● YOUR ASSIGNMENT
Repeat the entries exactly as they are written.

(Dataset items)
»»

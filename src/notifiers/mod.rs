// Notifier implementations
pub mod email;
pub mod traits;

pub use email::EmailNotifier;
pub use traits::{NotificationReceipt, Notifier};
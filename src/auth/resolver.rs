use std::collections::HashMap;
use std::sync::Arc;

use super::headers::AuthHeaders;
use super::oauth2::TokenAcquirer;
use super::strategy::{
    ApiKeyAuth, BearerAuth, CredentialStrategy, NoAuth, OAuth2Auth, OAuth2EnvVars,
};
use crate::models::{AuthType, Source};
use crate::secrets::SecretStore;

pub type CredentialStrategyBox = Arc<dyn CredentialStrategy>;

/// OAuth2 clients known ahead of time, by source name.
const KNOWN_OAUTH2_CLIENTS: &[(&str, &str)] = &[("Amazon", "AMAZON"), ("Target", "TARGET")];

/// Resolves the headers for a source. Strategies are looked up by
/// `(auth_type, source name)`; sources without an entry get the strategy
/// derived from their auth type and uppercased name.
pub struct CredentialResolver {
    secrets: Arc<dyn SecretStore>,
    acquirer: TokenAcquirer,
    strategies: HashMap<(AuthType, String), CredentialStrategyBox>,
}

impl CredentialResolver {
    pub fn new(secrets: Arc<dyn SecretStore>, acquirer: TokenAcquirer) -> Self {
        Self {
            secrets,
            acquirer,
            strategies: HashMap::new(),
        }
    }

    /// Resolver seeded with the known OAuth2 clients.
    pub fn with_defaults(secrets: Arc<dyn SecretStore>, acquirer: TokenAcquirer) -> Self {
        let mut resolver = Self::new(secrets, acquirer);
        for (name, prefix) in KNOWN_OAUTH2_CLIENTS {
            let strategy = OAuth2Auth::new(
                OAuth2EnvVars::with_prefix(prefix),
                resolver.acquirer.clone(),
            );
            resolver.register(*name, Arc::new(strategy));
        }
        resolver
    }

    /// Register a strategy for the named source, replacing any earlier one
    /// for the same auth type.
    pub fn register(&mut self, source_name: impl Into<String>, strategy: CredentialStrategyBox) {
        let source_name = source_name.into();
        tracing::debug!(
            "Registered {} credential strategy for {}",
            strategy.auth_type(),
            source_name
        );
        self.strategies
            .insert((strategy.auth_type(), source_name), strategy);
    }

    pub fn has_strategy(&self, auth_type: AuthType, source_name: &str) -> bool {
        self.strategies
            .contains_key(&(auth_type, source_name.to_string()))
    }

    pub fn strategy_for(&self, source: &Source) -> CredentialStrategyBox {
        match self
            .strategies
            .get(&(source.auth_type, source.name.clone()))
        {
            Some(strategy) => Arc::clone(strategy),
            None => self.derived_strategy(source),
        }
    }

    pub async fn resolve(&self, source: &Source) -> AuthHeaders {
        let strategy = self.strategy_for(source);
        let headers = strategy.resolve(source, self.secrets.as_ref()).await;

        let missing: Vec<&str> = headers.missing().collect();
        if !missing.is_empty() {
            tracing::debug!(
                "Credentials for {} incomplete, missing: {}",
                source.name,
                missing.join(", ")
            );
        }
        headers
    }

    fn derived_strategy(&self, source: &Source) -> CredentialStrategyBox {
        match source.auth_type {
            AuthType::None => Arc::new(NoAuth),
            AuthType::Key => Arc::new(ApiKeyAuth::for_source(source)),
            AuthType::Bearer => Arc::new(BearerAuth::for_source(source)),
            AuthType::OAuth2 => Arc::new(OAuth2Auth::for_source(source, self.acquirer.clone())),
        }
    }
}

««

● RESPONSE TO THE EXERCISE
filename src/notifiers/mod.rs
// Notifier implementations
pub mod email;
pub mod traits;

pub use email::EmailNotifier;
pub use traits::{NotificationReceipt, Notifier};
filename src/auth/resolver.rs
use std::collections::HashMap;
use std::sync::Arc;

use super::headers::AuthHeaders;
use super::oauth2::TokenAcquirer;
use super::strategy::{
    ApiKeyAuth, BearerAuth, CredentialStrategy, NoAuth, OAuth2Auth, OAuth2EnvVars,
};
use crate::models::{AuthType, Source};
use crate::secrets::SecretStore;

pub type CredentialStrategyBox = Arc<dyn CredentialStrategy>;

/// OAuth2 clients known ahead of time, by source name.
const KNOWN_OAUTH2_CLIENTS: &[(&str, &str)] = &[("Amazon", "AMAZON"), ("Target", "TARGET")];

/// Resolves the headers for a source. Strategies are looked up by
/// `(auth_type, source name)`; sources without an entry get the strategy
/// derived from their auth type and uppercased name.
pub struct CredentialResolver {
    secrets: Arc<dyn SecretStore>,
    acquirer: TokenAcquirer,
    strategies: HashMap<(AuthType, String), CredentialStrategyBox>,
}

impl CredentialResolver {
    pub fn new(secrets: Arc<dyn SecretStore>, acquirer: TokenAcquirer) -> Self {
        Self {
            secrets,
            acquirer,
            strategies: HashMap::new(),
        }
    }

    /// Resolver seeded with the known OAuth2 clients.
    pub fn with_defaults(secrets: Arc<dyn SecretStore>, acquirer: TokenAcquirer) -> Self {
        let mut resolver = Self::new(secrets, acquirer);
        for (name, prefix) in KNOWN_OAUTH2_CLIENTS {
            let strategy = OAuth2Auth::new(
                OAuth2EnvVars::with_prefix(prefix),
                resolver.acquirer.clone(),
            );
            resolver.register(*name, Arc::new(strategy));
        }
        resolver
    }

    /// Register a strategy for the named source, replacing any earlier one
    /// for the same auth type.
    pub fn register(&mut self, source_name: impl Into<String>, strategy: CredentialStrategyBox) {
        let source_name = source_name.into();
        tracing::debug!(
            "Registered {} credential strategy for {}",
            strategy.auth_type(),
            source_name
        );
        self.strategies
            .insert((strategy.auth_type(), source_name), strategy);
    }

    pub fn has_strategy(&self, auth_type: AuthType, source_name: &str) -> bool {
        self.strategies
            .contains_key(&(auth_type, source_name.to_string()))
    }

    pub fn strategy_for(&self, source: &Source) -> CredentialStrategyBox {
        match self
            .strategies
            .get(&(source.auth_type, source.name.clone()))
        {
            Some(strategy) => Arc::clone(strategy),
            None => self.derived_strategy(source),
        }
    }

    pub async fn resolve(&self, source: &Source) -> AuthHeaders {
        let strategy = self.strategy_for(source);
        let headers = strategy.resolve(source, self.secrets.as_ref()).await;

        let missing: Vec<&str> = headers.missing().collect();
        if !missing.is_empty() {
            tracing::debug!(
                "Credentials for {} incomplete, missing: {}",
                source.name,
                missing.join(", ")
            );
        }
        headers
    }

    fn derived_strategy(&self, source: &Source) -> CredentialStrategyBox {
        match source.auth_type {
            AuthType::None => Arc::new(NoAuth),
            AuthType::Key => Arc::new(ApiKeyAuth::for_source(source)),
            AuthType::Bearer => Arc::new(BearerAuth::for_source(source)),
            AuthType::OAuth2 => Arc::new(OAuth2Auth::for_source(source, self.acquirer.clone())),
        }
    }
}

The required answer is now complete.